Hayden Dingman | Nov. 18, 2014
Oh boy, there's a lot to talk about here. Most of it isn't good.

Unity, for whatever reason, largely abandons this pretense outside of some minor moments like waltzing through the Estates-General or even meeting Napoleon. The game feels more grounded overall, though, with Arno largely focused on his own story while the Revolution goes on in the background. Ubisoft clearly expects the city itself (and some of the side content) to tell the story of the French Revolution, as it slowly devolves from pristine Paris to an eternal garbage fire.

It wouldn't necessarily be a bad thing to divorce the story from its Forrest Gump roots, as it allows for more nuance of character, but an unwanted side effect is that this game could just as easily take place in any period of history (say, Renaissance Italy) as in the French Revolution.

The main story of Unity is actually the relationship between Arno and his more-than-friend Elise, a red-haired girl from his childhood who he's grown up and fallen in love with. These two characters and their shifting relations is the heart of Unity, and it's well-executed. There's a lot of depth to the relationship between the two, and it's treated with a seriousness the likes of which most video game romances don't reach. As I said, though, it doesn't do anything to ground the story in the French Revolution, unlike the relationship between Edward Kenway and actual historical figure Mary Read in Black Flag.

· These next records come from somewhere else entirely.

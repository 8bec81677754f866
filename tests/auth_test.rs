//! Registration, login and bearer token integration tests

mod common;

use actix_web::http::StatusCode;
use actix_web::{test, App};
use campus_reviews::orm::users::Role;
use common::{database::*, fixtures::*};
use serde_json::json;

#[actix_rt::test]
async fn test_register_returns_user_and_token() {
    let state = setup_test_state().await.expect("Failed to setup test state");
    let app = test::init_service(App::new().configure(|conf| state.configure(conf))).await;

    let req = test::TestRequest::post()
        .uri("/auth/register")
        .set_json(json!({
            "email": "Student@ADA.edu.az",
            "password": "password123",
            "firstName": "Aysel",
            "lastName": "Mammadova",
        }))
        .to_request();
    let (status, body) = send(&app, req).await;

    assert_eq!(status, StatusCode::CREATED);
    assert_eq!(body["user"]["email"], "student@ada.edu.az");
    assert_eq!(body["user"]["role"], "STUDENT");
    assert_eq!(body["user"]["firstName"], "Aysel");
    assert!(body["user"].get("passwordHash").is_none());
    assert!(body["token"].as_str().map_or(false, |t| !t.is_empty()));

    // The issued token works right away.
    let token = body["token"].as_str().unwrap().to_owned();
    let req = test::TestRequest::get()
        .uri("/auth/me")
        .insert_header(bearer(&token))
        .to_request();
    let (status, body) = send(&app, req).await;
    assert_eq!(status, StatusCode::OK);
    assert_eq!(body["user"]["email"], "student@ada.edu.az");
}

#[actix_rt::test]
async fn test_register_rejects_foreign_domain() {
    let state = setup_test_state().await.expect("Failed to setup test state");
    let app = test::init_service(App::new().configure(|conf| state.configure(conf))).await;

    let req = test::TestRequest::post()
        .uri("/auth/register")
        .set_json(json!({
            "email": "student@gmail.com",
            "password": "password123",
            "firstName": "A",
            "lastName": "B",
        }))
        .to_request();
    let (status, body) = send(&app, req).await;

    assert_eq!(status, StatusCode::BAD_REQUEST);
    assert!(body["error"].as_str().unwrap().contains("ada.edu.az"));
}

#[actix_rt::test]
async fn test_register_validation_details() {
    let state = setup_test_state().await.expect("Failed to setup test state");
    let app = test::init_service(App::new().configure(|conf| state.configure(conf))).await;

    let req = test::TestRequest::post()
        .uri("/auth/register")
        .set_json(json!({
            "email": "student@ada.edu.az",
            "password": "short",
            "firstName": "",
            "lastName": "B",
        }))
        .to_request();
    let (status, body) = send(&app, req).await;

    assert_eq!(status, StatusCode::BAD_REQUEST);
    let fields: Vec<&str> = body["details"]
        .as_array()
        .expect("details should be a list")
        .iter()
        .map(|d| d["field"].as_str().unwrap())
        .collect();
    assert!(fields.contains(&"password"));
    assert!(fields.contains(&"firstName"));
}

#[actix_rt::test]
async fn test_register_cannot_claim_admin() {
    let state = setup_test_state().await.expect("Failed to setup test state");
    let app = test::init_service(App::new().configure(|conf| state.configure(conf))).await;

    let req = test::TestRequest::post()
        .uri("/auth/register")
        .set_json(json!({
            "email": "sneaky@ada.edu.az",
            "password": "password123",
            "firstName": "A",
            "lastName": "B",
            "role": "ADMIN",
        }))
        .to_request();
    let (status, _) = send(&app, req).await;
    assert_eq!(status, StatusCode::BAD_REQUEST);

    let req = test::TestRequest::post()
        .uri("/auth/register")
        .set_json(json!({
            "email": "prof@ada.edu.az",
            "password": "password123",
            "firstName": "A",
            "lastName": "B",
            "role": "PROFESSOR",
        }))
        .to_request();
    let (status, body) = send(&app, req).await;
    assert_eq!(status, StatusCode::CREATED);
    assert_eq!(body["user"]["role"], "PROFESSOR");
}

#[actix_rt::test]
async fn test_register_duplicate_email_conflicts() {
    let state = setup_test_state().await.expect("Failed to setup test state");
    create_test_user(state.db.get_ref(), "taken@ada.edu.az", Role::Student)
        .await
        .expect("Failed to create user");
    let app = test::init_service(App::new().configure(|conf| state.configure(conf))).await;

    let req = test::TestRequest::post()
        .uri("/auth/register")
        .set_json(json!({
            "email": "TAKEN@ada.edu.az",
            "password": "password123",
            "firstName": "A",
            "lastName": "B",
        }))
        .to_request();
    let (status, _) = send(&app, req).await;
    assert_eq!(status, StatusCode::CONFLICT);
}

#[actix_rt::test]
async fn test_login() {
    let state = setup_test_state().await.expect("Failed to setup test state");
    create_test_user(state.db.get_ref(), "student@ada.edu.az", Role::Student)
        .await
        .expect("Failed to create user");
    let app = test::init_service(App::new().configure(|conf| state.configure(conf))).await;

    let req = test::TestRequest::post()
        .uri("/auth/login")
        .set_json(json!({ "email": "student@ada.edu.az", "password": TEST_PASSWORD }))
        .to_request();
    let (status, body) = send(&app, req).await;
    assert_eq!(status, StatusCode::OK);
    assert_eq!(body["user"]["email"], "student@ada.edu.az");
    assert!(body["token"].is_string());

    let req = test::TestRequest::post()
        .uri("/auth/login")
        .set_json(json!({ "email": "student@ada.edu.az", "password": "wrong-password" }))
        .to_request();
    let (status, body) = send(&app, req).await;
    assert_eq!(status, StatusCode::UNAUTHORIZED);
    assert_eq!(body["error"], "Invalid credentials");

    let req = test::TestRequest::post()
        .uri("/auth/login")
        .set_json(json!({ "email": "nobody@ada.edu.az", "password": TEST_PASSWORD }))
        .to_request();
    let (status, body) = send(&app, req).await;
    assert_eq!(status, StatusCode::UNAUTHORIZED);
    assert_eq!(body["error"], "Invalid credentials");
}

#[actix_rt::test]
async fn test_malformed_json_is_bad_request() {
    let state = setup_test_state().await.expect("Failed to setup test state");
    let app = test::init_service(App::new().configure(|conf| state.configure(conf))).await;

    let req = test::TestRequest::post()
        .uri("/auth/login")
        .insert_header(("content-type", "application/json"))
        .set_payload("{not json")
        .to_request();
    let (status, body) = send(&app, req).await;
    assert_eq!(status, StatusCode::BAD_REQUEST);
    assert!(body["error"].is_string());
}

#[actix_rt::test]
async fn test_me_requires_valid_token() {
    let state = setup_test_state().await.expect("Failed to setup test state");
    let app = test::init_service(App::new().configure(|conf| state.configure(conf))).await;

    let req = test::TestRequest::get().uri("/auth/me").to_request();
    let (status, _) = send(&app, req).await;
    assert_eq!(status, StatusCode::UNAUTHORIZED);

    let req = test::TestRequest::get()
        .uri("/auth/me")
        .insert_header(bearer("not.a.token"))
        .to_request();
    let (status, body) = send(&app, req).await;
    assert_eq!(status, StatusCode::UNAUTHORIZED);
    assert_eq!(body["error"], "Invalid or expired token");
}

#[actix_rt::test]
async fn test_expired_token_is_rejected() {
    let state = setup_test_state().await.expect("Failed to setup test state");
    let user = create_test_user(state.db.get_ref(), "student@ada.edu.az", Role::Student)
        .await
        .expect("Failed to create user");
    let token = state
        .tokens
        .generate_token_with_ttl(user.id, &user.email, user.role, chrono::Duration::hours(-2))
        .expect("Failed to sign token");
    let app = test::init_service(App::new().configure(|conf| state.configure(conf))).await;

    let req = test::TestRequest::get()
        .uri("/auth/me")
        .insert_header(bearer(&token))
        .to_request();
    let (status, _) = send(&app, req).await;
    assert_eq!(status, StatusCode::UNAUTHORIZED);
}

#[actix_rt::test]
async fn test_deactivated_user_is_locked_out() {
    let state = setup_test_state().await.expect("Failed to setup test state");
    let (student, student_token) =
        create_user_with_token(&state, "student@ada.edu.az", Role::Student).await;
    let (_, admin_token) = create_user_with_token(&state, "admin@ada.edu.az", Role::Admin).await;
    let app = test::init_service(App::new().configure(|conf| state.configure(conf))).await;

    let req = test::TestRequest::post()
        .uri(&format!("/admin/users/{}/deactivate", student.id))
        .insert_header(bearer(&admin_token))
        .to_request();
    let (status, body) = send(&app, req).await;
    assert_eq!(status, StatusCode::OK);
    assert_eq!(body["user"]["isActive"], false);

    // Existing tokens stop resolving immediately.
    let req = test::TestRequest::get()
        .uri("/auth/me")
        .insert_header(bearer(&student_token))
        .to_request();
    let (status, _) = send(&app, req).await;
    assert_eq!(status, StatusCode::UNAUTHORIZED);

    // Correct password, but the account is off.
    let req = test::TestRequest::post()
        .uri("/auth/login")
        .set_json(json!({ "email": "student@ada.edu.az", "password": TEST_PASSWORD }))
        .to_request();
    let (status, _) = send(&app, req).await;
    assert_eq!(status, StatusCode::FORBIDDEN);

    let req = test::TestRequest::post()
        .uri(&format!("/admin/users/{}/activate", student.id))
        .insert_header(bearer(&admin_token))
        .to_request();
    let (status, _) = send(&app, req).await;
    assert_eq!(status, StatusCode::OK);

    let req = test::TestRequest::get()
        .uri("/auth/me")
        .insert_header(bearer(&student_token))
        .to_request();
    let (status, _) = send(&app, req).await;
    assert_eq!(status, StatusCode::OK);
}

#[actix_rt::test]
async fn test_logout_is_acknowledged() {
    let state = setup_test_state().await.expect("Failed to setup test state");
    let app = test::init_service(App::new().configure(|conf| state.configure(conf))).await;

    let req = test::TestRequest::post().uri("/auth/logout").to_request();
    let (status, body) = send(&app, req).await;
    assert_eq!(status, StatusCode::OK);
    assert!(body["message"].is_string());
}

And if you were upset with Black Flag because the modern-day storyline was given short shrift, you'll be livid with Unity. The modern-day setting is dismissed almost entirely in this game. They even got rid of Black Flag's first-person exploration sections, which personally I enjoyed. Instead you... watch videos. And once every two or three chapters hear some (brief) voiceover.

To crown it all, the game doesn't play as well as previous entries (and I don't even mean from a technical standpoint). If you asked me what one thing I'd like to see changed with the Assassin's Creed franchise, the free-running would've been pretty low on my list. It needed refinement, for sure, as you occasionally had the "Oh damn I just jumped off this twelve story building by accident" moments. For the most part, though, the free-running was a stand-out feature.

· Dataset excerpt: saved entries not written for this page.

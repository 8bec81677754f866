//! SeaORM Entity for users table

use sea_orm::entity::prelude::*;
use serde::{Deserialize, Serialize};

#[derive(Clone, Copy, Debug, PartialEq, Eq, Hash, EnumIter, DeriveActiveEnum, Serialize, Deserialize)]
#[sea_orm(rs_type = "String", db_type = "String(Some(16))")]
#[serde(rename_all = "SCREAMING_SNAKE_CASE")]
pub enum Role {
    #[sea_orm(string_value = "STUDENT")]
    Student,
    #[sea_orm(string_value = "PROFESSOR")]
    Professor,
    #[sea_orm(string_value = "ADMIN")]
    Admin,
}

#[derive(Clone, Debug, PartialEq, Eq, DeriveEntityModel)]
#[sea_orm(table_name = "users")]
pub struct Model {
    #[sea_orm(primary_key)]
    pub id: i32,
    #[sea_orm(unique)]
    pub email: String,
    pub password_hash: String,
    pub first_name: String,
    pub last_name: String,
    pub role: Role,
    pub is_active: bool,
    pub created_at: DateTime,
    pub updated_at: DateTime,
}

#[derive(Copy, Clone, Debug, EnumIter, DeriveRelation)]
pub enum Relation {}

impl ActiveModelBehavior for ActiveModel {}

impl Model {
    pub fn is_admin(&self) -> bool {
        self.role == Role::Admin
    }
}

Unity, for whatever reason, overhauls the parkour and splits traversal into two separate Ascend and Descend buttons. The new system sounds great on paper but is horrible at context, and often I got stuck on the side of a wall trying to figure out what combination of buttons to press to get Arno to move again, or stuck on the edge of a two-foot tall box trying in vain to get Arno to jump off it. If anything, the controls now feel less responsive than they used to.